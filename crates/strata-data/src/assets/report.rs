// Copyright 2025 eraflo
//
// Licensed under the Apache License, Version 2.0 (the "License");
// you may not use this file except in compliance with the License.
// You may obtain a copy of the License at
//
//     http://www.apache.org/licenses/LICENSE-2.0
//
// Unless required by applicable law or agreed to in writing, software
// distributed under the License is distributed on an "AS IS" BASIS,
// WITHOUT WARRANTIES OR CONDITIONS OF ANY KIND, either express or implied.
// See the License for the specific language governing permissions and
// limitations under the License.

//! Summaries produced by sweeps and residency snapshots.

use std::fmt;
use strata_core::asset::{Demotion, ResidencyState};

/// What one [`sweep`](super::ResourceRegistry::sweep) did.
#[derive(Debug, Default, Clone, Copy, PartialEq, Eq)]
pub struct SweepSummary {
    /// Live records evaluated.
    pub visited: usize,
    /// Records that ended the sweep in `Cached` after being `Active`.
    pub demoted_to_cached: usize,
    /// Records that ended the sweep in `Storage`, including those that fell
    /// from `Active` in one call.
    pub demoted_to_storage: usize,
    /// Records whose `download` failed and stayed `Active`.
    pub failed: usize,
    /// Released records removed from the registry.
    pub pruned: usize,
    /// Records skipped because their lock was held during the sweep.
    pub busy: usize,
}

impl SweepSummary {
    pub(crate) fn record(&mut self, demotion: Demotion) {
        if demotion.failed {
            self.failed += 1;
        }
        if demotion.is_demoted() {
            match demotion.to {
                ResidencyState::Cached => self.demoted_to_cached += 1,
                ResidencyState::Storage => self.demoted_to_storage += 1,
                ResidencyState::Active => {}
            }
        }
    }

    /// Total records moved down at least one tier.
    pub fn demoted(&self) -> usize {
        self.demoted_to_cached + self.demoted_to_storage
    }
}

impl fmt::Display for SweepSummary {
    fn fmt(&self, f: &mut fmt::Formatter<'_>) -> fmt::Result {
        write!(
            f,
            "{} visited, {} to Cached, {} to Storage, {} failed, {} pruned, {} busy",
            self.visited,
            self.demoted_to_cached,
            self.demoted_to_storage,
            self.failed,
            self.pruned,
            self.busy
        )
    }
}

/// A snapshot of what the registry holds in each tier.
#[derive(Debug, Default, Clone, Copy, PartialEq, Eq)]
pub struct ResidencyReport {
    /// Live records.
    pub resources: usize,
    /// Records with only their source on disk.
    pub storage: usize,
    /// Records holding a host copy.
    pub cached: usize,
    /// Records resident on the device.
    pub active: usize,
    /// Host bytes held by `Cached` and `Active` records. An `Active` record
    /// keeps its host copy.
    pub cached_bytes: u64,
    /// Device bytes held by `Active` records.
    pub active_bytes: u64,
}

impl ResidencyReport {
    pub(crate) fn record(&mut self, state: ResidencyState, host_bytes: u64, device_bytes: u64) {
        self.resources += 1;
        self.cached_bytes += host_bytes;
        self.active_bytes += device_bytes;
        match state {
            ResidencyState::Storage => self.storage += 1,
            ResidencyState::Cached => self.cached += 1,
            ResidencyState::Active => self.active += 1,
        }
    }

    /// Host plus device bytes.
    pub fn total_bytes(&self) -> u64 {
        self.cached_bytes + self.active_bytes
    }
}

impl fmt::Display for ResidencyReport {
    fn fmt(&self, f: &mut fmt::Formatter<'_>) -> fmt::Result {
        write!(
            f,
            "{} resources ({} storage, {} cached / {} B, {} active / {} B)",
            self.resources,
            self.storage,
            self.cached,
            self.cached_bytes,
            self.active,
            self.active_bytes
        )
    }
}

**AIM OF THE TASK**
The lines above need to be restated word for word, all of them.

**YOUR SOLUTION**
filename crates/strata-data/src/assets/report.rs
// Copyright 2025 eraflo
//
// Licensed under the Apache License, Version 2.0 (the "License");
// you may not use this file except in compliance with the License.
// You may obtain a copy of the License at
//
//     http://www.apache.org/licenses/LICENSE-2.0
//
// Unless required by applicable law or agreed to in writing, software
// distributed under the License is distributed on an "AS IS" BASIS,
// WITHOUT WARRANTIES OR CONDITIONS OF ANY KIND, either express or implied.
// See the License for the specific language governing permissions and
// limitations under the License.

//! Summaries produced by sweeps and residency snapshots.

use std::fmt;
use strata_core::asset::{Demotion, ResidencyState};

/// What one [`sweep`](super::ResourceRegistry::sweep) did.
#[derive(Debug, Default, Clone, Copy, PartialEq, Eq)]
pub struct SweepSummary {
    /// Live records evaluated.
    pub visited: usize,
    /// Records that ended the sweep in `Cached` after being `Active`.
    pub demoted_to_cached: usize,
    /// Records that ended the sweep in `Storage`, including those that fell
    /// from `Active` in one call.
    pub demoted_to_storage: usize,
    /// Records whose `download` failed and stayed `Active`.
    pub failed: usize,
    /// Released records removed from the registry.
    pub pruned: usize,
    /// Records skipped because their lock was held during the sweep.
    pub busy: usize,
}

impl SweepSummary {
    pub(crate) fn record(&mut self, demotion: Demotion) {
        if demotion.failed {
            self.failed += 1;
        }
        if demotion.is_demoted() {
            match demotion.to {
                ResidencyState::Cached => self.demoted_to_cached += 1,
                ResidencyState::Storage => self.demoted_to_storage += 1,
                ResidencyState::Active => {}
            }
        }
    }

    /// Total records moved down at least one tier.
    pub fn demoted(&self) -> usize {
        self.demoted_to_cached + self.demoted_to_storage
    }
}

impl fmt::Display for SweepSummary {
    fn fmt(&self, f: &mut fmt::Formatter<'_>) -> fmt::Result {
        write!(
            f,
            "{} visited, {} to Cached, {} to Storage, {} failed, {} pruned, {} busy",
            self.visited,
            self.demoted_to_cached,
            self.demoted_to_storage,
            self.failed,
            self.pruned,
            self.busy
        )
    }
}

/// A snapshot of what the registry holds in each tier.
#[derive(Debug, Default, Clone, Copy, PartialEq, Eq)]
pub struct ResidencyReport {
    /// Live records.
    pub resources: usize,
    /// Records with only their source on disk.
    pub storage: usize,
    /// Records holding a host copy.
    pub cached: usize,
    /// Records resident on the device.
    pub active: usize,
    /// Host bytes held by `Cached` and `Active` records. An `Active` record
    /// keeps its host copy.
    pub cached_bytes: u64,
    /// Device bytes held by `Active` records.
    pub active_bytes: u64,
}

impl ResidencyReport {
    pub(crate) fn record(&mut self, state: ResidencyState, host_bytes: u64, device_bytes: u64) {
        self.resources += 1;
        self.cached_bytes += host_bytes;
        self.active_bytes += device_bytes;
        match state {
            ResidencyState::Storage => self.storage += 1,
            ResidencyState::Cached => self.cached += 1,
            ResidencyState::Active => self.active += 1,
        }
    }

    /// Host plus device bytes.
    pub fn total_bytes(&self) -> u64 {
        self.cached_bytes + self.active_bytes
    }
}

impl fmt::Display for ResidencyReport {
    fn fmt(&self, f: &mut fmt::Formatter<'_>) -> fmt::Result {
        write!(
            f,
            "{} resources ({} storage, {} cached / {} B, {} active / {} B)",
            self.resources,
            self.storage,
            self.cached,
            self.cached_bytes,
            self.active,
            self.active_bytes
        )
    }
}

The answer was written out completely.